_TO DO_: Repeat exactly, and only, the lines of the material below from the one that contains "#[derive(Debug, Error)]" through its final line.

_DATA SECTION_:
· · · ·
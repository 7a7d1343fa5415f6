//! Error types for the turn protocol.

use thiserror::Error;

/// Result type for engine operations.
pub type EngineResult<T> = Result<T, EngineError>;

/// Errors that can occur while talking to the generation collaborator.
///
/// Every variant aborts only the operation in progress; the session is left
/// exactly as it was before the call.
#[derive(Debug, Error)]
pub enum EngineError {
    /// The collaborator was unreachable or refused the request.
    #[error("model request failed: {0}")]
    Transport(String),

    /// The collaborator returned no usable content.
    #[error("model returned an empty reply")]
    EmptyReply,

    /// The reply did not parse as the expected document shape. Carries the
    /// raw (fence-stripped) text for diagnostics.
    #[error("model reply did not parse: {source}\n--- reply was ---\n{raw}")]
    MalformedReply {
        /// The underlying YAML error.
        #[source]
        source: serde_yaml::Error,
        /// The reply text that failed to parse.
        raw: String,
    },
}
· · · ·
_SOLVED PROBLEM_:
#[derive(Debug, Error)]
pub enum EngineError {
    /// The collaborator was unreachable or refused the request.
    #[error("model request failed: {0}")]
    Transport(String),

    /// The collaborator returned no usable content.
    #[error("model returned an empty reply")]
    EmptyReply,

    /// The reply did not parse as the expected document shape. Carries the
    /// raw (fence-stripped) text for diagnostics.
    #[error("model reply did not parse: {source}\n--- reply was ---\n{raw}")]
    MalformedReply {
        /// The underlying YAML error.
        #[source]
        source: serde_yaml::Error,
        /// The reply text that failed to parse.
        raw: String,
    },
}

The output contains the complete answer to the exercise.